Task prompt: Select from the data all lines with the word "global".

Record excerpts START

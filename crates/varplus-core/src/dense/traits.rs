//! # NdArray - Trait Implementations
//!
//! This module contains trait implementations for `NdArray`.
//!
//! ## Implemented Traits
//!
//! - `Index` / `IndexMut` (panicking counterparts of `get` / `get_mut`)
//! - `Debug`
//! - `Display` (nested pretty form)
//! - `TryFrom<Nested>` / `From<NdArray> for Nested`

use std::fmt;

use super::types::NdArray;
use crate::error::TableError;
use crate::nested::Nested;
use crate::value::Value;

impl std::ops::Index<&[usize]> for NdArray {
    type Output = Value;
    fn index(&self, index: &[usize]) -> &Self::Output {
        match self.get(index) {
            Ok(value) => value,
            Err(e) => panic!("{e}"),
        }
    }
}

impl std::ops::IndexMut<&[usize]> for NdArray {
    fn index_mut(&mut self, index: &[usize]) -> &mut Self::Output {
        match self.get_mut(index) {
            Ok(value) => value,
            Err(e) => panic!("{e}"),
        }
    }
}

impl fmt::Debug for NdArray {
    fn fmt(&self, f: &mut fmt::Formatter<'_>) -> fmt::Result {
        f.debug_struct("NdArray")
            .field("shape", &self.shape())
            .field("ndim", &self.ndim())
            .field("data", &self.data)
            .finish()
    }
}

impl fmt::Display for NdArray {
    fn fmt(&self, f: &mut fmt::Formatter<'_>) -> fmt::Result {
        fmt::Display::fmt(&self.to_nested(), f)
    }
}

impl TryFrom<Nested> for NdArray {
    type Error = TableError;

    fn try_from(nested: Nested) -> Result<Self, Self::Error> {
        NdArray::from_nested(nested)
    }
}

impl From<NdArray> for Nested {
    fn from(table: NdArray) -> Self {
        table.to_nested()
    }
}

#[cfg(test)]
mod tests {
    use super::*;

    #[test]
    fn test_index_operators() {
        let mut table = NdArray::from_nested([[1, 2], [3, 4]]).unwrap();
        assert_eq!(table[&[1, 1][..]], Value::Int(4));
        table[&[0, 0][..]] = Value::from("corner");
        assert_eq!(table.get(&[0, 0]).unwrap(), &Value::from("corner"));
    }

    #[test]
    #[should_panic(expected = "Index error")]
    fn test_index_out_of_bounds_panics() {
        let table = NdArray::from_nested([1, 2]).unwrap();
        let _ = &table[&[5][..]];
    }

    #[test]
    fn test_display_matches_nested() {
        let table = NdArray::from_nested([[1, 2], [3, 4]]).unwrap();
        assert_eq!(table.to_string(), Nested::from([[1, 2], [3, 4]]).to_string());
    }

    #[test]
    fn test_debug_names_shape() {
        let table = NdArray::from_nested([1]).unwrap();
        let debug = format!("{table:?}");
        assert!(debug.starts_with("NdArray"));
        assert!(debug.contains("shape: [1]"));
    }

    #[test]
    fn test_nested_conversions() {
        let nested = Nested::from([["a", "b"]]);
        let table = NdArray::try_from(nested.clone()).unwrap();
        assert_eq!(table.shape(), &[1, 2]);
        assert_eq!(Nested::from(table), nested);
    }
}
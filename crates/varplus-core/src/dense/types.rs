//! Table type definition and basic accessors
//!
//! This module defines the core `NdArray` type and provides construction and
//! accessor methods. Transformations are organized in sibling modules.

use smallvec::SmallVec;

use super::functions::checked_size;
use crate::error::{Result, TableError};
use crate::nested::Nested;
use crate::types::{row_major_strides, shape_size, Shape};
use crate::value::Value;

/// Dense N-dimensional table of dynamic values
///
/// Leaves are stored in one flat row-major buffer next to the shape
/// descriptor, so the last index varies fastest when iterating and no
/// per-level allocation is needed. The shape always has at least one axis.
///
/// Cloning produces a fully independent table.
///
/// # Examples
///
/// ```
/// use varplus_core::NdArray;
///
/// let table = NdArray::from_nested([[1, 2, 3], [4, 5, 6]]).unwrap();
/// assert_eq!(table.shape(), &[2, 3]);
/// assert_eq!(table.ndim(), 2);
/// assert_eq!(table.size(), 6);
/// ```
#[derive(Clone, PartialEq)]
pub struct NdArray {
    pub(crate) shape: Shape,
    /// Row-major leaves; `data.len() == shape_size(&shape)`
    pub(crate) data: Vec<Value>,
}

impl NdArray {
    /// Build a table from a nested literal, validating rectangularity
    ///
    /// # Errors
    ///
    /// Returns [`TableError::Shape`] for jagged input, leaves mixed with
    /// lists on one level, or a bare leaf.
    ///
    /// # Examples
    ///
    /// ```
    /// use varplus_core::NdArray;
    ///
    /// let table = NdArray::from_nested([[1, 2], [3, 4]]).unwrap();
    /// assert_eq!(table.shape(), &[2, 2]);
    ///
    /// let jagged = NdArray::from_nested(vec![vec![1, 2], vec![3]]);
    /// assert!(jagged.unwrap_err().is_shape());
    ///
    /// let empty = NdArray::from_nested(Vec::<i64>::new()).unwrap();
    /// assert_eq!(empty.shape(), &[0]);
    /// ```
    pub fn from_nested(nested: impl Into<Nested>) -> Result<Self> {
        let nested = nested.into();
        let shape = nested.shape()?;
        let mut data = Vec::with_capacity(shape_size(&shape));
        nested.flatten_into(&mut data);
        Ok(Self { shape, data })
    }

    /// Deep copy of another table
    pub fn from_array(other: &NdArray) -> Self {
        other.clone()
    }

    /// Create a table from row-major leaves with the given shape
    ///
    /// # Errors
    ///
    /// Returns [`TableError::Shape`] if `shape` is empty or its product does
    /// not match the number of leaves.
    ///
    /// # Examples
    ///
    /// ```
    /// use varplus_core::{NdArray, Value};
    ///
    /// let leaves: Vec<Value> = (1..=6).map(Value::from).collect();
    /// let table = NdArray::from_flat(leaves, &[2, 3]).unwrap();
    /// assert_eq!(table.get(&[1, 0]).unwrap(), &Value::Int(4));
    /// ```
    pub fn from_flat(data: Vec<Value>, shape: &[usize]) -> Result<Self> {
        if shape.is_empty() {
            return Err(TableError::shape("shape cannot be empty"));
        }
        let total = checked_size(shape)?;
        if data.len() != total {
            return Err(TableError::shape(format!(
                "data size {} doesn't match shape {:?} (size {})",
                data.len(),
                shape,
                total
            )));
        }
        Ok(Self {
            shape: SmallVec::from_slice(shape),
            data,
        })
    }

    /// Internal constructor for results whose shape is known to be consistent
    pub(crate) fn from_parts(shape: Shape, data: Vec<Value>) -> Self {
        debug_assert!(!shape.is_empty());
        debug_assert_eq!(shape_size(&shape), data.len());
        Self { shape, data }
    }

    /// The `(0,)` table
    pub fn empty() -> Self {
        Self::from_parts(SmallVec::from_slice(&[0]), Vec::new())
    }

    /// Number of axes
    pub fn ndim(&self) -> usize {
        self.shape.len()
    }

    /// Alias of [`ndim`](Self::ndim)
    pub fn rank(&self) -> usize {
        self.ndim()
    }

    /// Extent of every axis
    pub fn shape(&self) -> &[usize] {
        &self.shape
    }

    /// Owned copy of the shape
    pub fn shape_vec(&self) -> Vec<usize> {
        self.shape.to_vec()
    }

    /// Total number of leaves (0 if any axis is empty)
    pub fn size(&self) -> usize {
        self.data.len()
    }

    /// Total number of leaves
    pub fn len(&self) -> usize {
        self.data.len()
    }

    /// Check if the table has zero leaves
    pub fn is_empty(&self) -> bool {
        self.data.is_empty()
    }

    /// Length of the first axis
    pub fn rows(&self) -> usize {
        self.shape[0]
    }

    /// Row-major strides of this table
    pub fn strides(&self) -> Shape {
        row_major_strides(&self.shape)
    }

    /// Check if two tables have the same shape
    pub fn same_shape(&self, other: &Self) -> bool {
        self.shape == other.shape
    }

    /// Leaves in row-major order
    pub fn as_slice(&self) -> &[Value] {
        &self.data
    }

    /// Consume the table, returning its row-major leaves
    pub fn into_vec(self) -> Vec<Value> {
        self.data
    }

    /// Iterate over all leaves in row-major order
    ///
    /// # Examples
    ///
    /// ```
    /// use varplus_core::NdArray;
    ///
    /// let table = NdArray::from_nested([[1, 2], [3, 4]]).unwrap();
    /// let ints: Vec<i64> = table.iter().filter_map(|v| v.as_i64()).collect();
    /// assert_eq!(ints, vec![1, 2, 3, 4]);
    /// ```
    pub fn iter(&self) -> impl Iterator<Item = &Value> {
        self.data.iter()
    }

    /// Mutable iteration over all leaves in row-major order
    pub fn iter_mut(&mut self) -> impl Iterator<Item = &mut Value> {
        self.data.iter_mut()
    }

    /// Fill the table with values produced from each multi-dimensional index
    ///
    /// # Examples
    ///
    /// ```
    /// use varplus_core::{NdArray, Value};
    ///
    /// let mut table = NdArray::zeros(&[2, 3]).unwrap();
    /// table.fill_with(|idx| Value::Int((idx[0] * 10 + idx[1]) as i64));
    /// assert_eq!(table.get(&[1, 2]).unwrap(), &Value::Int(12));
    /// ```
    pub fn fill_with<F>(&mut self, mut f: F)
    where
        F: FnMut(&[usize]) -> Value,
    {
        let mut index = vec![0; self.ndim()];
        for linear in 0..self.data.len() {
            super::functions::unravel(linear, &self.shape, &mut index);
            self.data[linear] = f(&index);
        }
    }
}

#[cfg(test)]
mod tests {
    use super::*;

    #[test]
    fn test_from_nested_three_dims() {
        let table = NdArray::from_nested([[[1, 2], [3, 4]], [[5, 6], [7, 8]]]).unwrap();
        assert_eq!(table.shape(), &[2, 2, 2]);
        assert_eq!(table.size(), 8);
        assert_eq!(table.as_slice()[7], Value::Int(8));
    }

    #[test]
    fn test_from_array_is_independent() {
        let a = NdArray::from_nested([[1, 2], [3, 4]]).unwrap();
        let mut b = NdArray::from_array(&a);
        b.set(&[0, 0], Value::Int(99)).unwrap();
        assert_eq!(a.get(&[0, 0]).unwrap(), &Value::Int(1));
        assert_eq!(b.get(&[0, 0]).unwrap(), &Value::Int(99));
    }

    #[test]
    fn test_from_flat_validates() {
        assert!(NdArray::from_flat(vec![Value::Null; 5], &[2, 3])
            .unwrap_err()
            .is_shape());
        assert!(NdArray::from_flat(vec![], &[]).unwrap_err().is_shape());
        let zero = NdArray::from_flat(vec![], &[3, 0]).unwrap();
        assert_eq!(zero.shape(), &[3, 0]);
        assert!(zero.is_empty());
    }

    #[test]
    fn test_from_flat_rejects_overflowing_shape() {
        // the unchecked product wraps to zero and would match an empty buffer
        let huge = [1usize << (usize::BITS - 1), 2];
        assert!(NdArray::from_flat(vec![], &huge).unwrap_err().is_shape());
    }

    #[test]
    fn test_empty_table() {
        let table = NdArray::empty();
        assert_eq!(table.shape(), &[0]);
        assert_eq!(table.ndim(), 1);
        assert_eq!(table.size(), 0);
        assert_eq!(table.rows(), 0);
    }

    #[test]
    fn test_leaf_only_input_rejected() {
        assert!(NdArray::from_nested(3).unwrap_err().is_shape());
    }
}
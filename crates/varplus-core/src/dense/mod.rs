//! Dense table implementation and operations
//!
//! This module provides the `NdArray` table organized into functional
//! sub-modules for better maintainability.

// Core type definition
pub mod types;

// Operation modules (organized by functionality)
mod combining;
mod comparison;
mod creation;
mod elementwise;
mod indexing;
mod manipulation;
mod shape_ops;
mod statistics;

// Supporting modules
pub mod traits;
pub(crate) mod functions;

// Re-export the main type
pub use types::NdArray;
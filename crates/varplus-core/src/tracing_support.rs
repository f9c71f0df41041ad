//! Structured logging for table operations
//!
//! The library emits `tracing` events on its own: `debug` for shape changes
//! (reshape, concatenate, CSV parsing, file I/O) and `warn` when a decoded
//! record carries stale annotations. Nothing is printed until a subscriber
//! is installed. With the `tracing` feature enabled, [`init_tracing`]
//! installs a `tracing-subscriber` formatter configured by [`TracingConfig`].
//!
//! # Environment Variables
//!
//! - `RUST_LOG`: filter directives (e.g., `RUST_LOG=varplus_core=debug`)
//! - `VARPLUS_LOG_FORMAT`: output format (`pretty`, `json` or `compact`;
//!   default `pretty`)
//!
//! # Example
//!
//! ```
//! use varplus_core::tracing_support::{init_tracing, TracingConfig, TracingFormat};
//!
//! let config = TracingConfig {
//!     format: TracingFormat::Compact,
//!     ..TracingConfig::default()
//! }
//! .with_filter("varplus_core=debug");
//! init_tracing(config).unwrap();
//! ```

use anyhow::Result;
#[cfg(feature = "tracing")]
use tracing_subscriber::{fmt, layer::SubscriberExt, util::SubscriberInitExt, EnvFilter, Layer};

/// Environment variable selecting the output format
pub const LOG_FORMAT_ENV: &str = "VARPLUS_LOG_FORMAT";

/// Filter used when `RUST_LOG` is unset
pub const DEFAULT_FILTER: &str = "varplus_core=info,warn";

/// Tracing output format
#[derive(Debug, Clone, Copy, PartialEq, Eq)]
pub enum TracingFormat {
    /// Multi-line human-readable format
    Pretty,
    /// One JSON object per event
    Json,
    /// Single line per event
    Compact,
}

impl TracingFormat {
    /// Parse a format name; unknown names fall back to `Pretty`
    pub fn parse(s: &str) -> Self {
        match s.trim().to_lowercase().as_str() {
            "json" => TracingFormat::Json,
            "compact" => TracingFormat::Compact,
            _ => TracingFormat::Pretty,
        }
    }
}

/// Subscriber configuration
#[derive(Debug, Clone)]
pub struct TracingConfig {
    pub format: TracingFormat,
    /// `EnvFilter` directive string
    pub filter: String,
    pub with_ansi: bool,
    pub with_target: bool,
    pub with_file: bool,
    pub with_line_number: bool,
}

impl Default for TracingConfig {
    fn default() -> Self {
        let format = std::env::var(LOG_FORMAT_ENV)
            .map(|s| TracingFormat::parse(&s))
            .unwrap_or(TracingFormat::Pretty);
        let filter = std::env::var("RUST_LOG").unwrap_or_else(|_| DEFAULT_FILTER.to_string());

        Self {
            format,
            filter,
            with_ansi: true,
            with_target: true,
            with_file: false,
            with_line_number: false,
        }
    }
}

impl TracingConfig {
    /// Replace the filter directives
    pub fn with_filter(mut self, filter: impl Into<String>) -> Self {
        self.filter = filter.into();
        self
    }
}

/// Install a global subscriber for the given configuration
///
/// Call once at application startup. A second call fails because a global
/// subscriber is already set.
///
/// # Errors
///
/// Returns an error for invalid filter directives or when a global
/// subscriber is already installed.
#[cfg(feature = "tracing")]
pub fn init_tracing(config: TracingConfig) -> Result<()> {
    let filter = EnvFilter::try_new(&config.filter)?;

    match config.format {
        TracingFormat::Pretty => {
            let fmt_layer = fmt::layer()
                .pretty()
                .with_ansi(config.with_ansi)
                .with_target(config.with_target)
                .with_file(config.with_file)
                .with_line_number(config.with_line_number)
                .with_filter(filter);
            tracing_subscriber::registry().with(fmt_layer).try_init()?;
        }
        TracingFormat::Json => {
            let fmt_layer = fmt::layer()
                .json()
                .with_target(config.with_target)
                .with_file(config.with_file)
                .with_line_number(config.with_line_number)
                .with_filter(filter);
            tracing_subscriber::registry().with(fmt_layer).try_init()?;
        }
        TracingFormat::Compact => {
            let fmt_layer = fmt::layer()
                .compact()
                .with_ansi(config.with_ansi)
                .with_target(config.with_target)
                .with_file(config.with_file)
                .with_line_number(config.with_line_number)
                .with_filter(filter);
            tracing_subscriber::registry().with(fmt_layer).try_init()?;
        }
    }

    tracing::debug!(format = ?config.format, filter = %config.filter, "tracing initialized");
    Ok(())
}

/// No-op when the `tracing` feature is disabled
#[cfg(not(feature = "tracing"))]
pub fn init_tracing(_config: TracingConfig) -> Result<()> {
    Ok(())
}

#[cfg(test)]
mod tests {
    use super::*;

    #[test]
    fn test_tracing_format_parse() {
        assert_eq!(TracingFormat::parse("json"), TracingFormat::Json);
        assert_eq!(TracingFormat::parse(" JSON "), TracingFormat::Json);
        assert_eq!(TracingFormat::parse("compact"), TracingFormat::Compact);
        assert_eq!(TracingFormat::parse("unknown"), TracingFormat::Pretty);
    }

    #[test]
    fn test_with_filter() {
        let config = TracingConfig::default().with_filter("debug");
        assert_eq!(config.filter, "debug");
        assert!(config.with_target);
    }

    #[cfg(not(feature = "tracing"))]
    #[test]
    fn test_stub_is_noop() {
        assert!(init_tracing(TracingConfig::default()).is_ok());
        assert!(init_tracing(TracingConfig::default()).is_ok());
    }
}
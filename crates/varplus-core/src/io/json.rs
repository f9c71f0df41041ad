//! JSON text and file interchange

use std::fs::File;
use std::io::{BufReader, BufWriter, Write};
use std::path::Path;

use serde::de::{DeserializeOwned, Error as _};
use serde_json::{Map, Value as Json};

use super::record::ArrayRecord;
use crate::dense::NdArray;
use crate::error::Result;
use crate::nested::Nested;

/// Decode a record object or a bare nested list.
///
/// Leaves always go through `Nested::try_from`, so a bad leaf yields the
/// same error whether or not it is wrapped in a record.
fn decode_record(json: Json) -> Result<ArrayRecord> {
    match json {
        Json::Array(_) => Ok(ArrayRecord::from_data(Nested::try_from(json)?)),
        Json::Object(mut fields) => {
            let data = fields
                .remove("data")
                .ok_or_else(|| serde_json::Error::missing_field("data"))?;
            let mut record = ArrayRecord::from_data(Nested::try_from(data)?);
            record.shape = annotation(&mut fields, "shape")?;
            record.ndim = annotation(&mut fields, "ndim")?;
            record.size = annotation(&mut fields, "size")?;
            Ok(record)
        }
        other => Ok(serde_json::from_value(other)?),
    }
}

fn annotation<T: DeserializeOwned>(
    fields: &mut Map<String, Json>,
    key: &str,
) -> Result<Option<T>> {
    match fields.remove(key) {
        Some(value) => Ok(serde_json::from_value(value)?),
        None => Ok(None),
    }
}

impl NdArray {
    /// Compact JSON encoding of [`to_record`](Self::to_record)
    ///
    /// # Examples
    ///
    /// ```
    /// use varplus_core::NdArray;
    ///
    /// let table = NdArray::from_nested([[1, 2], [3, 4]]).unwrap();
    /// assert_eq!(
    ///     table.to_json().unwrap(),
    ///     r#"{"data":[[1,2],[3,4]],"shape":[2,2],"ndim":2,"size":4}"#
    /// );
    /// ```
    pub fn to_json(&self) -> Result<String> {
        Ok(serde_json::to_string(&self.to_record())?)
    }

    /// Indented JSON encoding of [`to_record`](Self::to_record)
    pub fn to_json_pretty(&self) -> Result<String> {
        Ok(serde_json::to_string_pretty(&self.to_record())?)
    }

    /// Decode a table from JSON
    ///
    /// Accepts a record object, of which only `data` is read, or a bare
    /// nested list.
    ///
    /// # Errors
    ///
    /// - [`TableError::Json`](crate::TableError::Json) for malformed JSON or
    ///   a record without `data`
    /// - [`TableError::Type`](crate::TableError::Type) if the data contains
    ///   objects, with or without a record around it
    /// - [`TableError::Shape`](crate::TableError::Shape) for jagged data
    ///
    /// # Examples
    ///
    /// ```
    /// use varplus_core::{NdArray, Value};
    ///
    /// let table = NdArray::from_json(r#"{"data": [[1.5, "x"], [null, true]]}"#).unwrap();
    /// assert_eq!(table.shape(), &[2, 2]);
    /// assert_eq!(table.get(&[1, 0]).unwrap(), &Value::Null);
    ///
    /// let bare = NdArray::from_json("[1, 2, 3]").unwrap();
    /// assert_eq!(bare.size(), 3);
    /// ```
    pub fn from_json(text: &str) -> Result<Self> {
        let json: Json = serde_json::from_str(text)?;
        NdArray::from_record(decode_record(json)?)
    }

    /// Write the pretty JSON form to a file
    ///
    /// # Errors
    ///
    /// Returns [`TableError::Io`](crate::TableError::Io) if the file cannot
    /// be created or written.
    pub fn save_json(&self, path: impl AsRef<Path>) -> Result<()> {
        let path = path.as_ref();
        let mut writer = BufWriter::new(File::create(path)?);
        serde_json::to_writer_pretty(&mut writer, &self.to_record())?;
        writer.flush()?;
        tracing::debug!(path = %path.display(), shape = ?self.shape(), "saved table");
        Ok(())
    }

    /// Read a table written by [`save_json`](Self::save_json)
    ///
    /// Accepts the same forms as [`from_json`](Self::from_json).
    pub fn load_json(path: impl AsRef<Path>) -> Result<Self> {
        let path = path.as_ref();
        let reader = BufReader::new(File::open(path)?);
        let json: Json = serde_json::from_reader(reader)?;
        let table = NdArray::from_record(decode_record(json)?)?;
        tracing::debug!(path = %path.display(), shape = ?table.shape(), "loaded table");
        Ok(table)
    }
}

#[cfg(test)]
mod tests {
    use super::*;
    use crate::value::Value;

    #[test]
    fn test_json_keeps_float_marker() {
        let table = NdArray::from_nested(vec![Value::Float(2.0), Value::Int(2)]).unwrap();
        let json = table.to_json().unwrap();
        assert!(json.contains("[2.0,2]"));
        assert_eq!(NdArray::from_json(&json).unwrap(), table);
    }

    #[test]
    fn test_json_mixed_leaves_round_trip() {
        let table = NdArray::from_nested(vec![
            vec![Value::from("a"), Value::Null],
            vec![Value::Bool(false), Value::Float(-0.25)],
        ])
        .unwrap();
        assert_eq!(NdArray::from_json(&table.to_json_pretty().unwrap()).unwrap(), table);
    }

    #[test]
    fn test_json_errors() {
        assert!(matches!(
            NdArray::from_json("{not json").unwrap_err(),
            crate::TableError::Json(_)
        ));
        assert!(matches!(
            NdArray::from_json(r#"{"shape": [2]}"#).unwrap_err(),
            crate::TableError::Json(_)
        ));
        assert!(NdArray::from_json("[[1], [2, 3]]").unwrap_err().is_shape());
        assert!(NdArray::from_json(r#"[{"a": 1}]"#).unwrap_err().is_type());
        assert!(matches!(
            NdArray::from_json("5").unwrap_err(),
            crate::TableError::Json(_)
        ));
    }

    #[test]
    fn test_object_leaf_same_error_in_record() {
        let bare = NdArray::from_json(r#"[1, {"a": 1}]"#).unwrap_err();
        let wrapped = NdArray::from_json(r#"{"data": [1, {"a": 1}], "ndim": 1}"#).unwrap_err();
        assert!(bare.is_type());
        assert!(wrapped.is_type());
        assert_eq!(bare.to_string(), wrapped.to_string());
    }

    #[test]
    fn test_record_annotations_are_typed() {
        let err = NdArray::from_json(r#"{"data": [1], "shape": "wide"}"#).unwrap_err();
        assert!(matches!(err, crate::TableError::Json(_)));
        let table = NdArray::from_json(r#"{"data": [1, 2], "shape": null}"#).unwrap();
        assert_eq!(table.shape(), &[2]);
    }

    #[test]
    fn test_load_object_leaf_is_type_error() {
        let dir = tempfile::tempdir().unwrap();
        let path = dir.path().join("bad.json");
        std::fs::write(&path, r#"{"data": [[{"k": 0}]]}"#).unwrap();
        assert!(NdArray::load_json(&path).unwrap_err().is_type());
    }

    #[test]
    fn test_load_missing_file() {
        let dir = tempfile::tempdir().unwrap();
        let err = NdArray::load_json(dir.path().join("absent.json")).unwrap_err();
        assert!(matches!(err, crate::TableError::Io(_)));
    }
}
//! Predicate queries over leaves

use super::types::NdArray;
use crate::value::Value;

impl NdArray {
    /// Leaves satisfying `predicate`, in row-major order
    ///
    /// # Examples
    ///
    /// ```
    /// use varplus_core::{NdArray, Value};
    ///
    /// let table = NdArray::from_nested([[1, 5], [7, 2]]).unwrap();
    /// let big = table.filter_elements(|v| v.as_i64().is_some_and(|x| x > 3));
    /// assert_eq!(big, vec![Value::Int(5), Value::Int(7)]);
    /// ```
    pub fn filter_elements<F>(&self, predicate: F) -> Vec<Value>
    where
        F: Fn(&Value) -> bool,
    {
        self.data.iter().filter(|v| predicate(v)).cloned().collect()
    }

    /// Count leaves satisfying a predicate
    ///
    /// # Examples
    ///
    /// ```
    /// use varplus_core::NdArray;
    ///
    /// let table = NdArray::from_nested([1, 2, 3, 4, 5]).unwrap();
    /// assert_eq!(table.count_if(|v| v.as_i64().is_some_and(|x| x > 3)), 2);
    /// ```
    pub fn count_if<F>(&self, predicate: F) -> usize
    where
        F: Fn(&Value) -> bool,
    {
        self.data.iter().filter(|v| predicate(v)).count()
    }

    /// Test if all leaves satisfy a predicate (true for an empty table)
    pub fn all<F>(&self, predicate: F) -> bool
    where
        F: Fn(&Value) -> bool,
    {
        self.data.iter().all(predicate)
    }

    /// Test if any leaf satisfies a predicate
    pub fn any<F>(&self, predicate: F) -> bool
    where
        F: Fn(&Value) -> bool,
    {
        self.data.iter().any(predicate)
    }
}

Record excerpts END

Task response:
/// Install a global subscriber for the given configuration
/// Call once at application startup. A second call fails because a global
/// Returns an error for invalid filter directives or when a global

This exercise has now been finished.